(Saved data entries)

________________

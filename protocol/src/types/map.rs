use std::iter::FromIterator;

use super::Value;

/// Keyed collection decoded from an AMQP map.
///
/// Entries keep their insertion order, which is the order they are written
/// in. Equality ignores that order.
#[derive(Debug, Clone, Default)]
pub struct Map(Vec<(Value, Value)>);

impl Map {
    pub fn new() -> Self {
        Self(vec![])
    }

    /// Inserts or replaces the value stored under `key`, returning the
    /// previous one.
    pub fn insert(&mut self, key: impl Into<Value>, value: impl Into<Value>) -> Option<Value> {
        let key = key.into();
        let value = value.into();
        match self.0.iter_mut().find(|(k, _)| *k == key) {
            Some((_, existing)) => Some(std::mem::replace(existing, value)),
            None => {
                self.0.push((key, value));
                None
            }
        }
    }

    pub fn get(&self, key: &Value) -> Option<&Value> {
        self.0.iter().find(|(k, _)| k == key).map(|(_, v)| v)
    }

    /// Shortcut for the common case of string keys.
    pub fn get_str(&self, key: &str) -> Option<&Value> {
        self.0
            .iter()
            .find(|(k, _)| k.as_str() == Some(key))
            .map(|(_, v)| v)
    }

    pub fn len(&self) -> usize {
        self.0.len()
    }

    pub fn is_empty(&self) -> bool {
        self.0.is_empty()
    }

    pub fn iter(&self) -> impl Iterator<Item = &(Value, Value)> {
        self.0.iter()
    }
}

impl PartialEq for Map {
    fn eq(&self, other: &Self) -> bool {
        self.len() == other.len() && self.0.iter().all(|(k, v)| other.get(k) == Some(v))
    }
}

impl Eq for Map {}

impl IntoIterator for Map {
    type Item = (Value, Value);
    type IntoIter = std::vec::IntoIter<(Value, Value)>;

    fn into_iter(self) -> Self::IntoIter {
        self.0.into_iter()
    }
}

impl<K, V> FromIterator<(K, V)> for Map
where
    K: Into<Value>,
    V: Into<Value>,
{
    fn from_iter<I: IntoIterator<Item = (K, V)>>(iter: I) -> Self {
        let mut map = Map::new();
        for (k, v) in iter {
            map.insert(k, v);
        }
        map
    }
}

________________

With nothing left out, transcribe the records above exactly.

filename protocol/src/types/map.rs
use std::iter::FromIterator;

use super::Value;

/// Keyed collection decoded from an AMQP map.
///
/// Entries keep their insertion order, which is the order they are written
/// in. Equality ignores that order.
#[derive(Debug, Clone, Default)]
pub struct Map(Vec<(Value, Value)>);

impl Map {
    pub fn new() -> Self {
        Self(vec![])
    }

    /// Inserts or replaces the value stored under `key`, returning the
    /// previous one.
    pub fn insert(&mut self, key: impl Into<Value>, value: impl Into<Value>) -> Option<Value> {
        let key = key.into();
        let value = value.into();
        match self.0.iter_mut().find(|(k, _)| *k == key) {
            Some((_, existing)) => Some(std::mem::replace(existing, value)),
            None => {
                self.0.push((key, value));
                None
            }
        }
    }

    pub fn get(&self, key: &Value) -> Option<&Value> {
        self.0.iter().find(|(k, _)| k == key).map(|(_, v)| v)
    }

    /// Shortcut for the common case of string keys.
    pub fn get_str(&self, key: &str) -> Option<&Value> {
        self.0
            .iter()
            .find(|(k, _)| k.as_str() == Some(key))
            .map(|(_, v)| v)
    }

    pub fn len(&self) -> usize {
        self.0.len()
    }

    pub fn is_empty(&self) -> bool {
        self.0.is_empty()
    }

    pub fn iter(&self) -> impl Iterator<Item = &(Value, Value)> {
        self.0.iter()
    }
}

impl PartialEq for Map {
    fn eq(&self, other: &Self) -> bool {
        self.len() == other.len() && self.0.iter().all(|(k, v)| other.get(k) == Some(v))
    }
}

impl Eq for Map {}

impl IntoIterator for Map {
    type Item = (Value, Value);
    type IntoIter = std::vec::IntoIter<(Value, Value)>;

    fn into_iter(self) -> Self::IntoIter {
        self.0.into_iter()
    }
}

impl<K, V> FromIterator<(K, V)> for Map
where
    K: Into<Value>,
    V: Into<Value>,
{
    fn from_iter<I: IntoIterator<Item = (K, V)>>(iter: I) -> Self {
        let mut map = Map::new();
        for (k, v) in iter {
            map.insert(k, v);
        }
        map
    }
}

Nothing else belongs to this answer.